Nel 2023 e nel 2024 i ricercatori del National Oceanography Centre di Southampton, insieme ai colleghi di diverse università britanniche, grazie a sistemi ROV (sottomarini a comando remoto) e telecamere sono tornati in quel sito osservando cosa accadeva nella “pianura abissale” a 5000 metri di profondità per tentare di stabilire così l’impatto ecologico di quei test del passato. La loro conclusione, dopo il confronto con aree limitrofe degli abissi non interessate da estrazione, è che il deep mining in quell’area dove si sono svolti i test ha lasciato “impatti biologici in molti gruppi di organismi, impatti che sono persistenti” anche 44 anni dopo, nonostante alcune specie abbiano iniziato lentamente a riprendersi. Di fatto è una prima prova di cosa succede agli oceani a lungo termine dopo le estrazioni. Gli scienziati spiegano che in quell’area sono ancora visibili i segni fisici del passaggio dei macchinari e sospettano che l’estrazione passata possa aver influenzato la vita marina per esempio a causa della privazione dei noduli, che producono ossigeno, così come per l’esposizione a sedimenti contenuti nel metallo che sono stati sollevati durante i processi di estrazione. Di fatto i noduli, di cui la zona di Clarion-Clipperton è ricchissima (si stimano 21 miliardi di tonnellate), in qualche modo “sostengono le comunità animali e microbiche” dicono gli esperti e la loro estrazione innesca dei cambiamenti.

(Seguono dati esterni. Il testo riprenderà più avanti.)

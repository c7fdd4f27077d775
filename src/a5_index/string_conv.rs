// src/a5_index/string_conv.rs

use std::fmt;
use std::str::FromStr;

use crate::types::{A5Error, A5Index};

/// Parses a hexadecimal cell id (no `0x` prefix).
///
/// # Errors
/// `A5Error::Failed` if the string is empty, not hexadecimal, or wider than 64 bits.
pub fn hex_to_u64(s: &str) -> Result<u64, A5Error> {
  if s.is_empty() {
    return Err(A5Error::Failed);
  }
  u64::from_str_radix(s, 16).map_err(|_| A5Error::Failed)
}

/// Formats a cell id as lowercase hex, without prefix or padding.
#[must_use]
pub fn u64_to_hex(value: u64) -> String {
  format!("{value:x}")
}

/// Converts a string representation of an A5 index into an `A5Index`.
///
/// # Errors
/// `A5Error::Failed` if parsing fails. The result is not checked for validity.
pub fn string_to_a5(s: &str) -> Result<A5Index, A5Error> {
  hex_to_u64(s).map(A5Index)
}

/// Converts an `A5Index` into its string representation.
#[must_use]
pub fn a5_to_string(index: A5Index) -> String {
  u64_to_hex(index.0)
}

impl fmt::LowerHex for A5Index {
  fn fmt(&self, f: &mut fmt::Formatter<'_>) -> fmt::Result {
    fmt::LowerHex::fmt(&self.0, f)
  }
}

impl fmt::Display for A5Index {
  fn fmt(&self, f: &mut fmt::Formatter<'_>) -> fmt::Result {
    write!(f, "{:x}", self.0)
  }
}

impl FromStr for A5Index {
  type Err = A5Error;

  fn from_str(s: &str) -> Result<Self, Self::Err> {
    string_to_a5(s)
  }
}
// src/indexing/mod.rs

pub mod from_a5;
pub mod project;
pub mod to_a5;

// Re-export public functions from submodules for easier access
pub use from_a5::{a5_cell_contains_point, cell_to_boundary, cell_to_lon_lat, get_pentagon};
pub use project::{project_pentagon, project_point};
pub use to_a5::lon_lat_to_cell;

Il professor Daniel Jones del National Oceanography Centre, a capo della spedizione, spiega che “quarantaquattro anni dopo le tracce minerarie stesse sembrano molto simili a quando furono realizzate per la prima volta, con una striscia di fondale marino larga 8 metri ripulita dai noduli e due grandi solchi nel fondale marino dove passò la macchina. Il numero di molti animali si è ridotto all’interno delle tracce, ma abbiamo visto anche alcuni dei primi segnali di recupero biologico”. Mentre i leader discutono durante le riunioni ISA su regole che gestiscano le attività minerarie in acque profonde, gli stessi scienziati ammettono che “i nostri risultati non forniscono una risposta definitiva alla domanda se l’estrazione mineraria in acque profonde sia socialmente accettabile, ma forniscono i dati necessari per prendere decisioni politiche più consapevoli, come la creazione e il perfezionamento delle regioni protette e il modo in cui monitoreremo gli impatti futuri”. Ma avvertono anche che dalle prime osservazioni pare che un recupero completo degli ecosistemi dei fondali marini sia “impossibile“.

Oltretutto, come noto, la nostra conoscenza delle creature che vivono negli abissi e dei loro servizi ecosistemici decisivi per la salute degli oceani è ancora bassissima: sappiamo pochissimo di cosa vive realmente laggiù. Potremmo dunque definire questa ricerca come un primo grande avvertimento in vista di un futuro dove sempre più nazioni e compagnie punteranno all’estrazione mineraria in acque profonde per ottenere i metalli essenziali richiesti dalle tecnologie, dall’intelligenza artificiale e dalla transizione energetica che mira all’azzeramento delle emissioni climalteranti. Uno studio che ci ricorda, sempre con il tono di avvertenza, anche un altro fatto: quei test del 1979 condotti da privati per capire se fosse fattibile recuperare i metalli erano molto ma molto più piccoli “di quanto sarebbe un vero evento di estrazione mineraria”.